Samples shot into space
One of the obvious issues is how to come in contact with waterborne life living under six miles of ice. Landing spacecraft isn’t easy, but fortunately it may not be necessary. The same geysers that tipped us off to the presence of liquid water may also act as a delivery system, sending microbes deep enough into space for a future probe to fly by and scoop up a sample for analysis. The geysers seem to operate on a bit of a schedule, and so our probe would just have to be at the right place at the right time. Then again, we’d also need the microbes to be there too.
This is where oceanic experts enter the discussion, pointing out that even though our oceans hold massive amounts of living organisms, they’re not distributed equally around the world. As such, there’s a chance that the microbes might be in the wrong place, or just at the wrong depth, to be blasted out of Enceladus’ cold waters on a regular basis. Our best hope may then be that Enceladus is home to a phenomenon called “bubble scrubbing,” where bubbles of gas moving up through a water column manage to pick up small bits of the solid matter they bump into on their journey to the surface. The bubbles basically act like a drag net, carrying dust or microbes up from their deeper homes, and hopefully all the way into space.
How to know it when you see it
Assuming the microbes could be delivered to our theoretical spacecraft, there would still be an array of problems to solve. How to do you catch a bucketful of tiny organisms at orbital speeds without smashing them in the process? Once you have them contained, how do you study and document them? Is it possible to photograph single cells with any detail? And of course the big question, if you have a batch of watery debris, what constitutes signs of life in the first place?

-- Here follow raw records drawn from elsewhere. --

#[cfg(test)]
mod tests {
    use super::*;

    fn strip(x0: i32) -> IndexBox {
        IndexBox::new([x0, 0, 0], [x0, 3, 0])
    }

    fn desc() -> CopyDescriptor {
        CopyDescriptor::new(Some(0), Some(1), strip(3), strip(3), 2).unwrap()
    }

    #[test]
    fn geometry_mismatch_is_config_error() {
        let err = CopyDescriptor::new(
            Some(0),
            Some(1),
            strip(3),
            IndexBox::new([0, 0, 0], [1, 3, 0]),
            1,
        )
        .unwrap_err();
        assert!(matches!(err, HaloError::GeometryMismatch { src_cells: 4, dst_cells: 8, .. }));
        assert_eq!(err.kind(), crate::halo_error::ErrorKind::Configuration);
    }

    #[test]
    fn shifted_regions_of_equal_size_are_accepted() {
        let d = CopyDescriptor::new(None, None, strip(3), strip(-1), 3).unwrap();
        assert_eq!(d.sz(), 12);
        assert_eq!(d.ns(), None);
    }

    #[test]
    fn threshold_reached_exactly_once() {
        let d = desc();
        d.register_transfer(Direction::Receive, 2).unwrap();
        assert!(!d.complete_receive(d.acquire_package()).unwrap());
        assert!(d.complete_receive(d.acquire_package()).unwrap());
        assert_eq!(
            d.complete_receive(d.acquire_package()),
            Err(HaloError::ExcessTransfer {
                direction: Direction::Receive,
                expected: 2
            })
        );
        assert_eq!(d.dcpy_cnt(), 2);
        d.validate_invariants().unwrap();
    }

    #[test]
    fn complete_requires_registration() {
        let d = desc();
        assert_eq!(
            d.complete_send(d.acquire_package()),
            Err(HaloError::NotRegistered {
                direction: Direction::Send
            })
        );
        assert_eq!(
            d.register_transfer(Direction::Send, 0),
            Err(HaloError::EmptyRegistration {
                direction: Direction::Send
            })
        );
    }

    #[test]
    fn register_mid_epoch_is_refused() {
        let d = desc();
        d.register_transfer(Direction::Send, 2).unwrap();
        d.complete_send(d.acquire_package()).unwrap();
        assert_eq!(
            d.register_transfer(Direction::Send, 3),
            Err(HaloError::RegisterMidEpoch {
                direction: Direction::Send,
                observed: 1
            })
        );
    }

    #[test]
    fn both_directions_report_threshold_once() {
        let d = desc();
        d.register_transfer(Direction::Send, 1).unwrap();
        d.register_transfer(Direction::Receive, 2).unwrap();
        assert!(!d.complete_send(d.acquire_package()).unwrap());
        assert_eq!(
            d.register_transfer(Direction::Receive, 1),
            Err(HaloError::RegisterMidEpoch {
                direction: Direction::Receive,
                observed: 1
            })
        );
        assert!(!d.complete_receive(d.acquire_package()).unwrap());
        assert_eq!(
            d.drain().unwrap_err(),
            HaloError::NotReady { pending: 1, total: 3 }
        );
        assert!(d.complete_receive(d.acquire_package()).unwrap());
        assert!(d.is_satisfied());
        assert_eq!(d.drain().unwrap().len(), 3);
    }

    #[test]
    fn wrong_package_size_is_rejected() {
        let d = desc();
        d.register_transfer(Direction::Send, 1).unwrap();
        assert_eq!(
            d.complete_send(Package::new(0, 3)),
            Err(HaloError::PackageSizeMismatch {
                expected: 8,
                found: 3
            })
        );
        assert_eq!(d.scpy_cnt(), 0);
    }

    #[test]
    fn drain_before_threshold_is_not_ready() {
        let d = desc();
        d.register_transfer(Direction::Receive, 2).unwrap();
        d.complete_receive(d.acquire_package()).unwrap();
        assert_eq!(
            d.drain().unwrap_err(),
            HaloError::NotReady { pending: 1, total: 2 }
        );
        assert_eq!(d.queued(), 1);
    }

    #[test]
    fn drain_then_reset_then_reuse() {
        let d = desc();
        d.register_transfer(Direction::Send, 1).unwrap();
        let pkg = d.acquire_package();
        let (id, addr, cap) = (pkg.id(), pkg.buffer_addr(), pkg.capacity());
        assert!(d.complete_send(pkg).unwrap());

        assert_eq!(
            d.reset_epoch(),
            Err(HaloError::ResetBeforeDrain {
                phase: "accumulating".into()
            })
        );

        let got = d.drain().unwrap();
        assert_eq!(got.len(), 1);
        assert_eq!(got[0].src_patch(), Some(0));
        assert_eq!(d.drain().unwrap_err(), HaloError::AlreadyDrained);
        assert_eq!(
            d.complete_send(Package::new(5, 8)),
            Err(HaloError::CompleteAfterDrain {
                direction: Direction::Send
            })
        );
        for p in got {
            d.recycle(p);
        }
        d.reset_epoch().unwrap();

        d.register_transfer(Direction::Send, 1).unwrap();
        let again = d.acquire_package();
        assert_eq!(again.id(), id);
        assert_eq!(again.buffer_addr(), addr);
        assert_eq!(again.capacity(), cap);
        assert_eq!(d.pool().allocated(), 1);
    }

    #[test]
    fn drain_with_recycles_everything() {
        let d = desc();
        d.register_transfer(Direction::Receive, 3).unwrap();
        for _ in 0..3 {
            let mut p = d.acquire_package();
            p.payload_mut()[0] = 1.5;
            d.complete_receive(p).unwrap();
        }
        let mut sum = 0.0;
        let n = d
            .drain_with(|p| {
                sum += p.payload()[0];
                Ok(())
            })
            .unwrap();
        assert_eq!(n, 3);
        assert_eq!(sum, 4.5);
        assert_eq!(d.pool().available(), 3);
    }

    #[test]
    fn concurrent_completes_never_lose_an_increment() {
        use std::sync::Arc;
        use std::sync::atomic::{AtomicUsize, Ordering};

        let d = Arc::new(desc());
        d.register_transfer(Direction::Send, 64).unwrap();
        let reached = Arc::new(AtomicUsize::new(0));
        let handles: Vec<_> = (0..8)
            .map(|_| {
                let (d, reached) = (d.clone(), reached.clone());
                std::thread::spawn(move || {
                    for _ in 0..8 {
                        if d.complete_send(d.acquire_package()).unwrap() {
                            reached.fetch_add(1, Ordering::SeqCst);
                        }
                    }
                })
            })
            .collect();
        for h in handles {
            h.join().unwrap();
        }
        assert_eq!(d.scpy_cnt(), 64);
        assert_eq!(reached.load(Ordering::SeqCst), 1);
        assert_eq!(d.drain().unwrap().len(), 64);
    }
}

While it would be great to find something as obvious as a cell, we’re likely to have to settle for dead tissue, or maybe just biological byproducts. The two substances to really look out for would be lipids, proteins most commonly used in cell membranes, and amino acids, the compounds that are used to assemble every biological agent we know of. Amino acids aren’t a perfect piece of evidence, since we’ve found them on comets without living organisms, but they’d still raise the possibility that these key organic molecules were delivered across our solar system, taking root on Earth and possibly elsewhere. Alternatively, if life is found that doesn’t make use of lipids or known amino acids, it would mean that living tissue isn’t bound by the rules we know of, and may be much more widespread throughout the universe. Either option is pretty exciting, assuming something can be found in the first place.